[Stored data]
________

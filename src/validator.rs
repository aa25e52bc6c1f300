//! Document format validators.
//!
//! A validator is the capability that decides whether a document is
//! well-formed and produces signatures for locally authored documents. The
//! store treats validators as black boxes and dispatches on the document's
//! `format` field.

use std::fmt::Debug;

use ed25519_dalek::Signature;

use crate::{
    document::Document,
    keys::{base32, Author, WorkspaceId},
};

/// Maximum acceptable timestamp, in microseconds.
///
/// Kept within 2^53 so timestamps survive round-trips through systems that
/// represent integers as IEEE doubles.
pub const MAX_TIMESTAMP: u64 = (1 << 53) - 1;

/// How far into the future of local time a document timestamp may lie.
pub const MAX_CLOCK_DRIFT: u64 = 10 * 60 * 1_000_000;

/// Maximum byte length of a document path.
pub const MAX_PATH_LENGTH: usize = 512;

/// Errors raised when a document, workspace or timestamp is rejected.
#[derive(Debug, Clone, PartialEq, Eq, thiserror::Error)]
pub enum ValidationError {
    /// No validator is registered for the document's format.
    #[error("no validator for format {0:?}")]
    UnknownFormat(String),
    /// A store was constructed without any validators.
    #[error("at least one validator is required")]
    NoValidators,
    /// The document is addressed to a different workspace than the store's.
    #[error("document for workspace {actual} cannot be stored in workspace {expected}")]
    WrongWorkspace {
        /// The workspace of the store.
        expected: WorkspaceId,
        /// The workspace the document was addressed to.
        actual: WorkspaceId,
    },
    /// The workspace address was rejected.
    #[error("invalid workspace: {0}")]
    InvalidWorkspace(String),
    /// The document path violates the path grammar.
    #[error("invalid path: {0}")]
    InvalidPath(String),
    /// The timestamp or expiry is out of bounds.
    #[error("invalid timestamp: {0}")]
    InvalidTimestamp(String),
    /// The document's expiry instant has already passed.
    #[error("ephemeral document expired at {delete_after}, now is {now}")]
    Expired {
        /// The expiry instant of the document.
        delete_after: u64,
        /// The clock value the check ran against.
        now: u64,
    },
    /// The content hash does not match the content.
    #[error("content hash does not match content")]
    ContentHashMismatch,
    /// The signature is malformed or does not verify.
    #[error("invalid signature: {0}")]
    InvalidSignature(String),
    /// A signing keypair does not match the document's author field.
    #[error("document author {expected} does not match signing keypair {actual}")]
    AuthorMismatch {
        /// The author named in the document.
        expected: crate::AuthorId,
        /// The id of the keypair that was asked to sign.
        actual: crate::AuthorId,
    },
}

/// Checks document well-formedness and signs unsigned documents.
///
/// One validator handles one `format`. A store holds one or more validators
/// and refuses documents whose format none of them claims.
pub trait Validator: Debug + Send + Sync + 'static {
    /// The format identifier this validator handles.
    fn format(&self) -> &'static str;

    /// Check that a signed document is acceptable at time `now`.
    fn check_document_is_valid(&self, doc: &Document, now: u64) -> Result<(), ValidationError>;

    /// Check that a workspace address is acceptable to this format.
    fn check_workspace_is_valid(&self, workspace: &WorkspaceId) -> Result<(), ValidationError>;

    /// Check that a timestamp (and optional expiry) is within bounds at `now`.
    fn check_timestamp_is_ok(
        &self,
        timestamp: u64,
        delete_after: Option<u64>,
        now: u64,
    ) -> Result<(), ValidationError>;

    /// Sign `doc` with `keypair`, filling in the signature field.
    fn sign_document(&self, keypair: &Author, doc: Document) -> Result<Document, ValidationError>;
}

/// The ed25519 document format, `"tp.1"`.
///
/// Signatures are ed25519 over [`Document::signing_bytes`], carried as
/// lowercase base32. Content is bound through its SHA-256 hash.
#[derive(Debug, Clone, Copy, Default)]
pub struct Ed25519Validator;

impl Ed25519Validator {
    /// The format identifier of this validator.
    pub const FORMAT: &'static str = "tp.1";
}

impl Validator for Ed25519Validator {
    fn format(&self) -> &'static str {
        Self::FORMAT
    }

    fn check_document_is_valid(&self, doc: &Document, now: u64) -> Result<(), ValidationError> {
        if doc.format != Self::FORMAT {
            return Err(ValidationError::UnknownFormat(doc.format.clone()));
        }
        check_path(&doc.path, doc.is_ephemeral())?;
        self.check_timestamp_is_ok(doc.timestamp, doc.delete_after, now)?;
        if doc.content_hash != Document::hash_content(&doc.content) {
            return Err(ValidationError::ContentHashMismatch);
        }
        let sig_bytes: [u8; 64] = base32::parse_array(&doc.signature)
            .map_err(|_| ValidationError::InvalidSignature("not 64 base32 bytes".into()))?;
        let signature = Signature::from_bytes(&sig_bytes);
        doc.author
            .verify(&doc.signing_bytes(), &signature)
            .map_err(|err| ValidationError::InvalidSignature(err.to_string()))?;
        Ok(())
    }

    fn check_workspace_is_valid(&self, _workspace: &WorkspaceId) -> Result<(), ValidationError> {
        // Workspace addresses are curve points by construction.
        Ok(())
    }

    fn check_timestamp_is_ok(
        &self,
        timestamp: u64,
        delete_after: Option<u64>,
        now: u64,
    ) -> Result<(), ValidationError> {
        if timestamp == 0 {
            return Err(ValidationError::InvalidTimestamp("timestamp is zero".into()));
        }
        if timestamp > MAX_TIMESTAMP {
            return Err(ValidationError::InvalidTimestamp(format!(
                "timestamp {timestamp} exceeds maximum {MAX_TIMESTAMP}"
            )));
        }
        if timestamp > now.saturating_add(MAX_CLOCK_DRIFT) {
            return Err(ValidationError::InvalidTimestamp(format!(
                "timestamp {timestamp} is too far in the future of {now}"
            )));
        }
        if let Some(delete_after) = delete_after {
            if delete_after <= timestamp {
                return Err(ValidationError::InvalidTimestamp(format!(
                    "expiry {delete_after} is not after timestamp {timestamp}"
                )));
            }
            if delete_after > MAX_TIMESTAMP {
                return Err(ValidationError::InvalidTimestamp(format!(
                    "expiry {delete_after} exceeds maximum {MAX_TIMESTAMP}"
                )));
            }
            if delete_after < now {
                return Err(ValidationError::Expired { delete_after, now });
            }
        }
        Ok(())
    }

    fn sign_document(&self, keypair: &Author, mut doc: Document) -> Result<Document, ValidationError> {
        if doc.format != Self::FORMAT {
            return Err(ValidationError::UnknownFormat(doc.format.clone()));
        }
        if doc.author != keypair.id() {
            return Err(ValidationError::AuthorMismatch {
                expected: doc.author,
                actual: keypair.id(),
            });
        }
        check_path(&doc.path, doc.is_ephemeral())?;
        let signature = keypair.sign(&doc.signing_bytes());
        doc.signature = base32::fmt(signature.to_bytes());
        Ok(doc)
    }
}

/// The characters a path may contain besides ASCII alphanumerics.
const PATH_PUNCTUATION: &str = "/'()-._~!*$&+,:=@%";

/// The marker character that ephemeral paths must carry.
const EPHEMERAL_MARKER: char = '!';

fn check_path(path: &str, ephemeral: bool) -> Result<(), ValidationError> {
    if path.len() < 2 || path.len() > MAX_PATH_LENGTH {
        return Err(ValidationError::InvalidPath(format!(
            "path must be 2..={MAX_PATH_LENGTH} bytes, got {}",
            path.len()
        )));
    }
    if !path.starts_with('/') {
        return Err(ValidationError::InvalidPath("path must start with '/'".into()));
    }
    if path.contains("//") {
        return Err(ValidationError::InvalidPath("path must not contain '//'".into()));
    }
    if let Some(bad) = path
        .chars()
        .find(|c| !c.is_ascii_alphanumeric() && !PATH_PUNCTUATION.contains(*c))
    {
        return Err(ValidationError::InvalidPath(format!(
            "path contains disallowed character {bad:?}"
        )));
    }
    // The marker makes ephemerality legible from the path alone, so peers
    // can treat ephemeral subtrees differently without parsing documents.
    let has_marker = path.contains(EPHEMERAL_MARKER);
    if ephemeral && !has_marker {
        return Err(ValidationError::InvalidPath(
            "ephemeral documents need a '!' in their path".into(),
        ));
    }
    if !ephemeral && has_marker {
        return Err(ValidationError::InvalidPath(
            "only ephemeral documents may have a '!' in their path".into(),
        ));
    }
    Ok(())
}

#[cfg(test)]
mod tests {
    use super::*;
    use crate::WorkspaceSecret;

    fn signed_doc(author: &Author, workspace: WorkspaceId) -> Document {
        let doc = Document {
            format: Ed25519Validator::FORMAT.to_string(),
            workspace,
            path: "/test/doc".to_string(),
            content: "hello".to_string(),
            content_hash: Document::hash_content("hello"),
            author: author.id(),
            timestamp: 10_000,
            delete_after: None,
            signature: String::new(),
        };
        Ed25519Validator.sign_document(author, doc).unwrap()
    }

    #[test]
    fn sign_and_check() {
        let mut rng = rand::thread_rng();
        let author = Author::new(&mut rng);
        let workspace = WorkspaceSecret::new(&mut rng).id();
        let doc = signed_doc(&author, workspace);
        Ed25519Validator
            .check_document_is_valid(&doc, 10_000)
            .unwrap();
    }

    #[test]
    fn tampering_breaks_the_signature() {
        let mut rng = rand::thread_rng();
        let author = Author::new(&mut rng);
        let workspace = WorkspaceSecret::new(&mut rng).id();

        let mut doc = signed_doc(&author, workspace);
        doc.content = "bye".to_string();
        doc.content_hash = Document::hash_content("bye");
        assert!(matches!(
            Ed25519Validator.check_document_is_valid(&doc, 10_000),
            Err(ValidationError::InvalidSignature(_))
        ));

        let mut doc = signed_doc(&author, workspace);
        doc.content = "bye".to_string();
        assert_eq!(
            Ed25519Validator.check_document_is_valid(&doc, 10_000),
            Err(ValidationError::ContentHashMismatch)
        );
    }

    #[test]
    fn signing_with_the_wrong_keypair_is_refused() {
        let mut rng = rand::thread_rng();
        let author = Author::new(&mut rng);
        let other = Author::new(&mut rng);
        let workspace = WorkspaceSecret::new(&mut rng).id();
        let doc = Document {
            format: Ed25519Validator::FORMAT.to_string(),
            workspace,
            path: "/a".to_string(),
            content: String::new(),
            content_hash: Document::hash_content(""),
            author: author.id(),
            timestamp: 1,
            delete_after: None,
            signature: String::new(),
        };
        assert!(matches!(
            Ed25519Validator.sign_document(&other, doc),
            Err(ValidationError::AuthorMismatch { .. })
        ));
    }

    #[test]
    fn timestamp_bounds() {
        let v = Ed25519Validator;
        let now = 1_000_000;
        assert!(v.check_timestamp_is_ok(1, None, now).is_ok());
        assert!(v.check_timestamp_is_ok(0, None, now).is_err());
        assert!(v.check_timestamp_is_ok(MAX_TIMESTAMP + 1, None, now).is_err());
        // Small future drift is fine, large is not.
        assert!(v.check_timestamp_is_ok(now + 1_000, None, now).is_ok());
        assert!(v
            .check_timestamp_is_ok(now + MAX_CLOCK_DRIFT + 1, None, now)
            .is_err());
        // Expiry must lie after the timestamp and must not already be past.
        assert!(v.check_timestamp_is_ok(500, Some(400), now).is_err());
        assert_eq!(
            v.check_timestamp_is_ok(500, Some(600), now),
            Err(ValidationError::Expired {
                delete_after: 600,
                now
            })
        );
        assert!(v
            .check_timestamp_is_ok(now, Some(now + 1_000), now)
            .is_ok());
    }

    #[test]
    fn path_grammar() {
        assert!(check_path("/a", false).is_ok());
        assert!(check_path("/about/~author/profile.json", false).is_ok());
        assert!(check_path("a", false).is_err());
        assert!(check_path("/", false).is_err());
        assert!(check_path("/a//b", false).is_err());
        assert!(check_path("/with space", false).is_err());
        // '!' marks ephemeral paths, both directions.
        assert!(check_path("/chat/msg!", true).is_ok());
        assert!(check_path("/chat/msg", true).is_err());
        assert!(check_path("/chat/msg!", false).is_err());
    }
}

________

Copy out each line of the data where the string "AuthorId" appears.

Task solution »
        expected: crate::AuthorId,
        actual: crate::AuthorId,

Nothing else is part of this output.